Red 40 has p-Cresidine, dubbed by the US Department of Health and Human Services as “reasonably anticipated to be a human carcinogen.” However, currently there’s no official word on whether Red 40 is toxic. Green food coloring is made with propylene glycol, FD&C Yellow 5, FD&C Blue 1, and propylparaben (which is a preservative). Relatively safe, the FD&C colors have been tested on mice, rats and dogs. It was determined to be an irritant to eyes, skin and lungs while boasting its very own (Material Safety Data Sheet) stating it’s “very hazardous in case of ingestion.”
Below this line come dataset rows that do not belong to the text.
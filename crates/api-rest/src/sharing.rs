//! Item sharing endpoints.

use crate::{ApiResult, AppState, Caller};
use api_shared::dto;
use axum::{
    extract::{Path, State},
    http::StatusCode,
    response::Json,
};
use drivefs_core::store::ShareUpsert;
use drivefs_core::DriveError;
use uuid::Uuid;

#[utoipa::path(
    post,
    path = "/api/shares",
    request_body = dto::ShareReq,
    responses(
        (status = 201, description = "Share created", body = dto::ShareRes),
        (status = 200, description = "Existing share updated in place", body = dto::ShareRes),
        (status = 400, description = "Item cannot be shared", body = dto::ErrorRes),
        (status = 404, description = "Item or recipient not found", body = dto::ErrorRes)
    ),
    security(("bearer" = []))
)]
/// Share an item from the caller's home with another user
///
/// Sharing the same item with the same recipient again updates the permission level and
/// message of the existing share.
#[axum::debug_handler(state = AppState)]
pub(crate) async fn create_share(
    State(state): State<AppState>,
    Caller(identity): Caller,
    Json(req): Json<dto::ShareReq>,
) -> ApiResult<(StatusCode, Json<dto::ShareRes>)> {
    let (share, outcome) = state
        .core
        .shares()
        .share_item(&identity, &req.path, &req.recipient, req.permission, req.message)
        .await?;
    let status = match outcome {
        ShareUpsert::Created => StatusCode::CREATED,
        ShareUpsert::Updated => StatusCode::OK,
    };
    Ok((status, Json(share.into())))
}

#[utoipa::path(
    get,
    path = "/api/shares/with-me",
    responses(
        (status = 200, description = "Shares the caller received", body = dto::SharesRes)
    ),
    security(("bearer" = []))
)]
#[axum::debug_handler(state = AppState)]
pub(crate) async fn shared_with_me(
    State(state): State<AppState>,
    Caller(identity): Caller,
) -> ApiResult<Json<dto::SharesRes>> {
    let shares = state.core.shares().shared_with_me(&identity).await?;
    Ok(Json(dto::SharesRes {
        shares: shares.into_iter().map(Into::into).collect(),
    }))
}

#[utoipa::path(
    get,
    path = "/api/shares/mine",
    responses(
        (status = 200, description = "Shares the caller granted", body = dto::SharesRes)
    ),
    security(("bearer" = []))
)]
#[axum::debug_handler(state = AppState)]
pub(crate) async fn shared_by_me(
    State(state): State<AppState>,
    Caller(identity): Caller,
) -> ApiResult<Json<dto::SharesRes>> {
    let shares = state.core.shares().shared_by_me(&identity).await?;
    Ok(Json(dto::SharesRes {
        shares: shares.into_iter().map(Into::into).collect(),
    }))
}

#[utoipa::path(
    delete,
    path = "/api/shares/{id}",
    params(("id" = String, Path, description = "Share id")),
    responses(
        (status = 204, description = "Share revoked"),
        (status = 403, description = "Not the owner of the share", body = dto::ErrorRes),
        (status = 404, description = "Share not found", body = dto::ErrorRes)
    ),
    security(("bearer" = []))
)]
#[axum::debug_handler(state = AppState)]
pub(crate) async fn revoke_share(
    State(state): State<AppState>,
    Caller(identity): Caller,
    Path(id): Path<String>,
) -> ApiResult<StatusCode> {
    let id = Uuid::parse_str(&id).map_err(|_| DriveError::not_found("share"))?;
    state.core.shares().revoke(&identity, id).await?;
    Ok(StatusCode::NO_CONTENT)
}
However, that “very hazardous” rating is really for ingestion in large amounts. The odds of a person drinking a toxic amount of green food coloring on St. Patrick’s Day is slim to none. (Really, you’re more at risk of overdoing it on alcohol than on food coloring).

Garner Your Own Luck

Beer is considered a moderately acidic beverage than can wear down tooth enamel over time. However, wine and soft drinks as well as citrus juices are much more acidic than beer. The most acidic beers are sours. To treat your teeth a little kinder this St. Paddy’s Day, opt for a classic Guinness instead of a green or sour beer. You’ll be much more in keeping with authentic celebrations, and enjoy a better pint in the process.

Corned beef and cabbage is another staple, although cabbage can be very high in acidity. It’s fine to indulge once a year, but you might want to check out a shepherd’s pie instead. It’s better for the teeth and is more of a comfort food than the more traditional cabbage and beef combo.